WORK REQUEST -> Verbatim, and with nothing else, reproduce the data below from its first line through the line containing "impl HandlerFactory for".

╭─ RECORDS TO PROCESS

//! Chat message handler.

use std::sync::Arc;

use nestly_core::error::AppError;

use crate::connection::handle::Connection;
use crate::message::channel::Channel;
use crate::message::types::ServerEvent;
use crate::sink::ChatSink;

use super::{Disposer, HandlerFactory};

/// Forwards every `chat/message` envelope, untouched, to a [`ChatSink`].
#[derive(Debug, Clone)]
pub struct ChatHandler {
    sink: Arc<dyn ChatSink>,
}

impl ChatHandler {
    /// Create a handler feeding `sink`.
    pub fn new(sink: Arc<dyn ChatSink>) -> Self {
        Self { sink }
    }
}

impl HandlerFactory for ChatHandler {
    fn name(&self) -> &'static str {
        "chat"
    }

    fn attach(&self, connection: &Arc<Connection>) -> Result<Option<Disposer>, AppError> {
        let sink = Arc::clone(&self.sink);
        let id = connection.on(Channel::ChatMessage, move |event| {
            if let ServerEvent::ChatMessage(envelope) = event {
                sink.ingest_message(envelope.clone());
            }
        })?;

        let conn = Arc::downgrade(connection);
        Ok(Some(Disposer::new(move || {
            if let Some(conn) = conn.upgrade() {
                conn.off(id);
            }
        })))
    }
}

╰─

REPLY TO THE EXERCISE ->
//! Chat message handler.

use std::sync::Arc;

use nestly_core::error::AppError;

use crate::connection::handle::Connection;
use crate::message::channel::Channel;
use crate::message::types::ServerEvent;
use crate::sink::ChatSink;

use super::{Disposer, HandlerFactory};

/// Forwards every `chat/message` envelope, untouched, to a [`ChatSink`].
#[derive(Debug, Clone)]
pub struct ChatHandler {
    sink: Arc<dyn ChatSink>,
}

impl ChatHandler {
    /// Create a handler feeding `sink`.
    pub fn new(sink: Arc<dyn ChatSink>) -> Self {
        Self { sink }
    }
}

impl HandlerFactory for ChatHandler {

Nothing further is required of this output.